Сон и туман могут восприниматься героями «таинственных повестей» как тождественные друг другу явления.

Так г-н Х... («Странная история») оказавшись в одной комнате с «колдуном» чувствует, как «сонливость вдруг начала находить» на него (III, 16). Он словно засыпает, но не погружается в сон окончательно, ибо сонливость не есть сон. Сонливость – это состояние, когда человек ещё не спит, но уже не бодрствует, т. е. состояние сна-яви.

Вслед за тем, как г-н Х... почувствовал сонливость, «колдун» начинает ему видеться через пелену набежавшего тумана, а чуть позже «из тумана <...> стала вырисовываться голова старика Дессера» (III, 16).

Сонливость породила туман, поскольку по своей природе состояние сна-яви – состояние «туманной» неопределённости.

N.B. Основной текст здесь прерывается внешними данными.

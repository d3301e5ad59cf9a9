//! Conversion of single setting values to and from their text form.
//!
//! A [`Key`](crate::Key) delegates all text handling to a [`Serializer`]. Types
//! that know how to represent themselves implement [`Serializable`] and get a
//! serializer for free through [`NativeSerializer`]; anything else can be stored
//! by passing a custom adapter to [`Key::with_serializer`](crate::Key::with_serializer).

use std::fmt;
use std::marker::PhantomData;

/// Values that can be held by a [`Key`](crate::Key).
pub trait Value: Clone + PartialEq + Send + Sync + 'static {}

impl<T: Clone + PartialEq + Send + Sync + 'static> Value for T {}

/// Converts values of type `T` to and from strings.
///
/// `from_str` returns `None` for input that does not describe a valid `T`.
pub trait Serializer<T>: Send + Sync {
	/// Renders `value` as text.
	fn to_str(&self, value: &T) -> String;

	/// Parses `text`, or returns `None` if it is not a valid value.
	fn from_str(&self, text: &str) -> Option<T>;
}

/// Types with a built-in text representation.
pub trait Serializable: Sized {
	/// Renders `self` as text.
	fn to_str(&self) -> String;

	/// Parses `text`, or returns `None` if it is not a valid value.
	fn from_str(text: &str) -> Option<Self>;
}

/// [`Serializer`] backed by the value type's own [`Serializable`] impl.
pub struct NativeSerializer<T>(PhantomData<fn() -> T>);

impl<T> NativeSerializer<T> {
	pub const fn new() -> Self {
		Self(PhantomData)
	}
}

impl<T> Default for NativeSerializer<T> {
	fn default() -> Self {
		Self::new()
	}
}

impl<T> fmt::Debug for NativeSerializer<T> {
	fn fmt(&self, f: &mut fmt::Formatter<'_>) -> fmt::Result {
		f.write_str("NativeSerializer")
	}
}

impl<T: Serializable> Serializer<T> for NativeSerializer<T> {
	fn to_str(&self, value: &T) -> String {
		value.to_str()
	}

	fn from_str(&self, text: &str) -> Option<T> {
		T::from_str(text)
	}
}

impl Serializable for bool {
	fn to_str(&self) -> String {
		String::from(if *self { "true" } else { "false" })
	}

	fn from_str(text: &str) -> Option<Self> {
		match text.trim().to_lowercase().as_str() {
			"true" | "yes" | "y" | "on" | "1" => Some(true),
			"false" | "no" | "n" | "off" | "0" => Some(false),
			_ => None,
		}
	}
}

impl Serializable for String {
	fn to_str(&self) -> String {
		self.clone()
	}

	fn from_str(text: &str) -> Option<Self> {
		Some(text.to_string())
	}
}

macro_rules! serializable_via_parse {
	($($ty:ty),* $(,)?) => {
		$(
			impl Serializable for $ty {
				fn to_str(&self) -> String {
					self.to_string()
				}

				fn from_str(text: &str) -> Option<Self> {
					text.trim().parse().ok()
				}
			}
		)*
	};
}

serializable_via_parse!(
	i8, i16, i32, i64, i128, isize, u8, u16, u32, u64, u128, usize, f32, f64,
);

Не случайно герой повести «Стук... Стук... Стук!..», блуждая в тумане, замечает: «Туман до того сбивал нас с толку, что мы бродили, как во сне» (III, 112).

Также сквозь туман видится всё происходящее во сне герою повести «Сон». Комната, в которой он встречает своего «сонного» отца, «расширяется и пропадает в тумане» (III, 336).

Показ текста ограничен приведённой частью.